- **WHAT TO PRODUCE**
Please copy each line below that contains the word "requests".

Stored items
//! Repository session configuration.

use std::fmt;
use std::time::Duration;

use serde::{Deserialize, Serialize};

use super::BranchName;
use crate::error::SessionError;
use crate::sync::ConflictPolicy;

/// Basic-auth credentials for the remote (username plus access token).
#[derive(Clone, PartialEq, Eq, Serialize, Deserialize)]
pub struct Credentials {
    username: String,
    token: String,
}

impl Credentials {
    /// Creates new credentials.
    pub fn new(username: impl Into<String>, token: impl Into<String>) -> Self {
        Self {
            username: username.into(),
            token: token.into(),
        }
    }

    /// Returns the username.
    pub fn username(&self) -> &str {
        &self.username
    }

    /// Returns the access token.
    pub fn token(&self) -> &str {
        &self.token
    }
}

impl fmt::Debug for Credentials {
    fn fmt(&self, f: &mut fmt::Formatter<'_>) -> fmt::Result {
        f.debug_struct("Credentials")
            .field("username", &self.username)
            .field("token", &"<redacted>")
            .finish()
    }
}

/// Configuration for a [`RepositorySession`](super::RepositorySession).
#[derive(Debug, Clone, Serialize, Deserialize)]
#[serde(rename_all = "camelCase")]
pub struct SessionConfig {
    /// The repository URL (HTTPS, or a local path in tests).
    url: String,

    /// Branch the session writes to.
    source_branch: BranchName,

    /// Branch review requests target. Never written.
    #[serde(default = "default_target_branch")]
    target_branch: BranchName,

    /// Credentials for the remote (optional).
    #[serde(default, skip_serializing_if = "Option::is_none")]
    credentials: Option<Credentials>,

    /// Author and committer name.
    #[serde(default = "default_author_name")]
    author_name: String,

    /// Author and committer email.
    #[serde(default = "default_author_email")]
    author_email: String,

    /// Name of the remote created by the clone.
    #[serde(default = "default_remote_name")]
    remote_name: String,

    /// Clone timeout duration.
    #[serde(default = "default_clone_timeout", with = "humantime_serde")]
    clone_timeout: Duration,

    /// Timeout for one mutation, including fetch and push.
    #[serde(default = "default_sync_timeout", with = "humantime_serde")]
    sync_timeout: Duration,

    /// Push policy used after a publish.
    #[serde(default = "default_publish_policy")]
    publish_policy: ConflictPolicy,

    /// Push policy used after a delete.
    #[serde(default = "default_delete_policy")]
    delete_policy: ConflictPolicy,
}

fn default_target_branch() -> BranchName {
    BranchName::new("main").unwrap_or_else(|_| unreachable!("\"main\" is a valid branch name"))
}

fn default_author_name() -> String {
    "SEALEDSECRET-PROVIDER".to_string()
}

fn default_author_email() -> String {
    "sealedsecret-provider@localhost".to_string()
}

fn default_remote_name() -> String {
    "origin".to_string()
}

fn default_clone_timeout() -> Duration {
    Duration::from_secs(120)
}

fn default_sync_timeout() -> Duration {
    Duration::from_secs(60)
}

fn default_publish_policy() -> ConflictPolicy {
    ConflictPolicy::ForceOverwrite
}

fn default_delete_policy() -> ConflictPolicy {
    ConflictPolicy::RejectOnDivergence
}

impl SessionConfig {
    /// Creates a new builder for SessionConfig.
    pub fn builder() -> SessionConfigBuilder {
        SessionConfigBuilder::default()
    }

    /// Returns the repository URL.
    pub fn url(&self) -> &str {
        &self.url
    }

    /// Returns the branch the session writes to.
    pub fn source_branch(&self) -> &BranchName {
        &self.source_branch
    }

    /// Returns the branch review requests target.
    pub fn target_branch(&self) -> &BranchName {
        &self.target_branch
    }

    /// Returns the credentials.
    pub fn credentials(&self) -> Option<&Credentials> {
        self.credentials.as_ref()
    }

    /// Returns the commit author name.
    pub fn author_name(&self) -> &str {
        &self.author_name
    }

    /// Returns the commit author email.
    pub fn author_email(&self) -> &str {
        &self.author_email
    }

    /// Returns the remote name.
    pub fn remote_name(&self) -> &str {
        &self.remote_name
    }

    /// Returns the clone timeout.
    pub fn clone_timeout(&self) -> Duration {
        self.clone_timeout
    }

    /// Returns the timeout for one mutation.
    pub fn sync_timeout(&self) -> Duration {
        self.sync_timeout
    }

    /// Returns the push policy used after a publish.
    pub fn publish_policy(&self) -> ConflictPolicy {
        self.publish_policy
    }

    /// Returns the push policy used after a delete.
    pub fn delete_policy(&self) -> ConflictPolicy {
        self.delete_policy
    }
}

/// Builder for SessionConfig.
#[derive(Debug, Default)]
pub struct SessionConfigBuilder {
    url: Option<String>,
    source_branch: Option<String>,
    target_branch: Option<String>,
    credentials: Option<Credentials>,
    author_name: Option<String>,
    author_email: Option<String>,
    remote_name: Option<String>,
    clone_timeout: Option<Duration>,
    sync_timeout: Option<Duration>,
    publish_policy: Option<ConflictPolicy>,
    delete_policy: Option<ConflictPolicy>,
}

impl SessionConfigBuilder {
    /// Sets the repository URL.
    pub fn url(mut self, url: impl Into<String>) -> Self {
        self.url = Some(url.into());
        self
    }

    /// Sets the branch the session writes to.
    pub fn source_branch(mut self, branch: impl Into<String>) -> Self {
        self.source_branch = Some(branch.into());
        self
    }

    /// Sets the branch review requests target.
    pub fn target_branch(mut self, branch: impl Into<String>) -> Self {
        self.target_branch = Some(branch.into());
        self
    }

    /// Sets basic authentication credentials.
    pub fn basic_auth(mut self, username: impl Into<String>, token: impl Into<String>) -> Self {
        self.credentials = Some(Credentials::new(username, token));
        self
    }

    /// Sets the commit author.
    pub fn author(mut self, name: impl Into<String>, email: impl Into<String>) -> Self {
        self.author_name = Some(name.into());
        self.author_email = Some(email.into());
        self
    }

    /// Sets the remote name.
    pub fn remote_name(mut self, name: impl Into<String>) -> Self {
        self.remote_name = Some(name.into());
        self
    }

    /// Sets the clone timeout.
    pub fn clone_timeout(mut self, timeout: Duration) -> Self {
        self.clone_timeout = Some(timeout);
        self
    }

    /// Sets the timeout for one mutation.
    pub fn sync_timeout(mut self, timeout: Duration) -> Self {
        self.sync_timeout = Some(timeout);
        self
    }

    /// Sets the push policy used after a publish.
    pub fn publish_policy(mut self, policy: ConflictPolicy) -> Self {
        self.publish_policy = Some(policy);
        self
    }

    /// Sets the push policy used after a delete.
    pub fn delete_policy(mut self, policy: ConflictPolicy) -> Self {
        self.delete_policy = Some(policy);
        self
    }

    /// Builds the configuration.
    ///
    /// # Errors
    ///
    /// Returns an error if required fields are missing or a branch name is
    /// invalid.
    pub fn build(self) -> Result<SessionConfig, SessionError> {
        let url = self
            .url
            .filter(|u| !u.trim().is_empty())
            .ok_or_else(|| SessionError::InvalidConfig("url is required".to_string()))?;
        let source_branch = self
            .source_branch
            .ok_or_else(|| SessionError::InvalidConfig("source_branch is required".to_string()))?;
        let source_branch = BranchName::new(source_branch)
            .map_err(|e| SessionError::InvalidConfig(format!("source_branch: {}", e)))?;
        let target_branch = match self.target_branch {
            Some(branch) => BranchName::new(branch)
                .map_err(|e| SessionError::InvalidConfig(format!("target_branch: {}", e)))?,
            None => default_target_branch(),
        };
        let remote_name = self.remote_name.unwrap_or_else(default_remote_name);
        if remote_name.is_empty() || remote_name.contains(char::is_whitespace) {
            return Err(SessionError::InvalidConfig(format!(
                "invalid remote name '{}'",
                remote_name
            )));
        }

        Ok(SessionConfig {
            url,
            source_branch,
            target_branch,
            credentials: self.credentials,
            author_name: self.author_name.unwrap_or_else(default_author_name),
            author_email: self.author_email.unwrap_or_else(default_author_email),
            remote_name,
            clone_timeout: self.clone_timeout.unwrap_or_else(default_clone_timeout),
            sync_timeout: self.sync_timeout.unwrap_or_else(default_sync_timeout),
            publish_policy: self.publish_policy.unwrap_or_else(default_publish_policy),
            delete_policy: self.delete_policy.unwrap_or_else(default_delete_policy),
        })
    }
}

- **REPLY TO THE TASK**
    /// Branch review requests target. Never written.
    /// Returns the branch review requests target.
    /// Sets the branch review requests target.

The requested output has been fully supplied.